Intermediale Erinnerungskonstruktionen: Erinnerungskultur und Film im Kontext des portugiesischen Kolonialkriegs
Das Forschungsprojekt „Intermediale Erinnerungskonstruktionen“ befasst sich auf interdisziplinäre und intermediale Weise mit Möglichkeiten der Konstruktion von Erinnerung und ihren Auswirkungen auf die Identitätsbildung von Kollektiven und Nationen in audiovisuellen Medien. Anhand des portugiesischen Filmschaffens zur Thematik des Kolonialkriegs soll der Bereich der nationalen Identität und die Frage danach, wie ein einschneidendes Ereignis wie der Verlust aller Kolonien Selbstzuschreibungen und nationale Mythen Portugals beeinflusst, erörtert werden. Gleichzeitig soll den Möglichkeiten filmischer Inszenierungen von Erinnerung und Prozessen der Memoria nachgegangen werden. Als thematische Schwerpunkte kristallisieren sich innerhalb des Filmkorpus so der kritische Umgang mit offizieller Historiografie sowie der Versuch einer Aufarbeitung der kolonialen Geschichte heraus. Zum anderen rückt die Entlarvung der diskursiven Mechanismen, die zu dementsprechenden nationalen Anstrengungen führen, in den Fokus.
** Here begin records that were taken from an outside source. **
//! Unit conversion
//!
//! Physical lengths arrive either as bare numbers (already in the project's
//! base unit) or as strings carrying a unit suffix (`"10mm"`, `"0.1in"`,
//! `"50mil"`). Electrical values use SI prefixes (`"10k"`, `"100nF"`).
//! Every builder converts user-supplied quantities through the
//! [`UnitSystem`] held by the build context before embedding them in an
//! element.

use serde::{Deserialize, Serialize};
use std::fmt;
use std::str::FromStr;

use crate::core::BuildError;
use crate::elements::Point;

/// Length units understood by [`Length`] strings.
#[derive(Debug, Clone, Copy, PartialEq, Eq, Hash, Serialize, Deserialize)]
#[serde(rename_all = "lowercase")]
pub enum LengthUnit {
    Mm,
    Cm,
    Um,
    In,
    Mil,
}

impl LengthUnit {
    /// Size of one unit in millimetres
    pub fn in_mm(self) -> f64 {
        match self {
            LengthUnit::Mm => 1.0,
            LengthUnit::Cm => 10.0,
            LengthUnit::Um => 0.001,
            LengthUnit::In => 25.4,
            LengthUnit::Mil => 0.0254,
        }
    }
}

impl FromStr for LengthUnit {
    type Err = BuildError;

    fn from_str(s: &str) -> Result<Self, Self::Err> {
        match s.trim().to_ascii_lowercase().as_str() {
            "mm" => Ok(LengthUnit::Mm),
            "cm" => Ok(LengthUnit::Cm),
            "um" | "µm" => Ok(LengthUnit::Um),
            "in" | "inch" => Ok(LengthUnit::In),
            "mil" | "mils" | "thou" => Ok(LengthUnit::Mil),
            other => Err(BuildError::InvalidQuantity {
                value: s.to_string(),
                reason: format!("unknown length unit \"{}\"", other),
            }),
        }
    }
}

impl fmt::Display for LengthUnit {
    fn fmt(&self, f: &mut fmt::Formatter<'_>) -> fmt::Result {
        match self {
            LengthUnit::Mm => write!(f, "mm"),
            LengthUnit::Cm => write!(f, "cm"),
            LengthUnit::Um => write!(f, "um"),
            LengthUnit::In => write!(f, "in"),
            LengthUnit::Mil => write!(f, "mil"),
        }
    }
}

/// A user-supplied length, converted lazily at build time.
#[derive(Debug, Clone, PartialEq, Serialize, Deserialize)]
#[serde(untagged)]
pub enum Length {
    /// Already expressed in the base unit
    Value(f64),
    /// Number with a unit suffix, e.g. `"2.54mm"`
    Text(String),
}

impl From<f64> for Length {
    fn from(v: f64) -> Self {
        Length::Value(v)
    }
}

impl From<i32> for Length {
    fn from(v: i32) -> Self {
        Length::Value(f64::from(v))
    }
}

impl From<&str> for Length {
    fn from(s: &str) -> Self {
        Length::Text(s.to_string())
    }
}

impl From<String> for Length {
    fn from(s: String) -> Self {
        Length::Text(s)
    }
}

/// A point whose coordinates are [`Length`]s.
#[derive(Debug, Clone, PartialEq, Serialize, Deserialize)]
pub struct LengthPoint {
    pub x: Length,
    pub y: Length,
}

impl LengthPoint {
    pub fn new(x: impl Into<Length>, y: impl Into<Length>) -> Self {
        Self {
            x: x.into(),
            y: y.into(),
        }
    }
}

impl From<(f64, f64)> for LengthPoint {
    fn from((x, y): (f64, f64)) -> Self {
        Self::new(x, y)
    }
}

/// The project's unit system: everything is converted into `base`.
#[derive(Debug, Clone, Copy, PartialEq, Eq, Serialize, Deserialize)]
pub struct UnitSystem {
    pub base: LengthUnit,
}

impl Default for UnitSystem {
    fn default() -> Self {
        Self {
            base: LengthUnit::Mm,
        }
    }
}

impl UnitSystem {
    pub fn new(base: LengthUnit) -> Self {
        Self { base }
    }

    /// Convert a length into the base unit. Bare numbers pass through.
    pub fn convert(&self, length: &Length) -> Result<f64, BuildError> {
        match length {
            Length::Value(v) => Ok(*v),
            Length::Text(s) => {
                let (value, suffix) = split_number(s)?;
                if suffix.is_empty() {
                    return Ok(value);
                }
                let unit: LengthUnit = suffix.parse()?;
                Ok(value * unit.in_mm() / self.base.in_mm())
            }
        }
    }

    pub fn convert_point(&self, point: &LengthPoint) -> Result<Point, BuildError> {
        Ok(Point::new(self.convert(&point.x)?, self.convert(&point.y)?))
    }
}

/// An electrical value such as a resistance or a voltage.
#[derive(Debug, Clone, PartialEq, Serialize, Deserialize)]
#[serde(untagged)]
pub enum Quantity {
    Value(f64),
    Text(String),
}

impl Quantity {
    pub fn resolve(&self) -> Result<f64, BuildError> {
        match self {
            Quantity::Value(v) => Ok(*v),
            Quantity::Text(s) => parse_si_value(s),
        }
    }
}

impl From<f64> for Quantity {
    fn from(v: f64) -> Self {
        Quantity::Value(v)
    }
}

impl From<i32> for Quantity {
    fn from(v: i32) -> Self {
        Quantity::Value(f64::from(v))
    }
}

impl From<&str> for Quantity {
    fn from(s: &str) -> Self {
        Quantity::Text(s.to_string())
    }
}

impl From<String> for Quantity {
    fn from(s: String) -> Self {
        Quantity::Text(s)
    }
}

/// Parse an SI-prefixed value: `"10k"`, `"100nF"`, `"4.7uH"`, `"3.3V"`, `"1MΩ"`.
///
/// `M` is mega and `m` is milli. Anything after the prefix is treated as a
/// unit symbol and ignored.
pub fn parse_si_value(s: &str) -> Result<f64, BuildError> {
    let (value, suffix) = split_number(s)?;
    let multiplier = match suffix.chars().next() {
        Some('p') => 1e-12,
        Some('n') => 1e-9,
        Some('u') | Some('µ') | Some('μ') => 1e-6,
        Some('m') => 1e-3,
        Some('k') | Some('K') => 1e3,
        Some('M') => 1e6,
        Some('G') => 1e9,
        _ => 1.0,
    };
    Ok(value * multiplier)
}

fn split_number(s: &str) -> Result<(f64, &str), BuildError> {
    let trimmed = s.trim();
    let end = trimmed
        .char_indices()
        .find(|&(i, c)| !(c.is_ascii_digit() || c == '.' || ((c == '-' || c == '+') && i == 0)))
        .map(|(i, _)| i)
        .unwrap_or(trimmed.len());
    let (number, suffix) = trimmed.split_at(end);
    let value = number
        .parse::<f64>()
        .map_err(|_| BuildError::InvalidQuantity {
            value: s.to_string(),
            reason: "expected a number".to_string(),
        })?;
    Ok((value, suffix.trim()))
}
Letztlich können viele der ab 1974 entstandenen Spielfilme zum Kolonialkrieg wohl als Versuch, das nationale Imaginarium Portugals als Land der Eroberer und Entdecker durch filmisch inszenierte Erinnerungsnarrative umzuinterpretieren, analysiert werden.
Verena-Cathrin Bauer studierte Vergleichende Literaturwissenschaft und Romanistik mit dem Schwerpunkt portugiesische Philologie in Wien.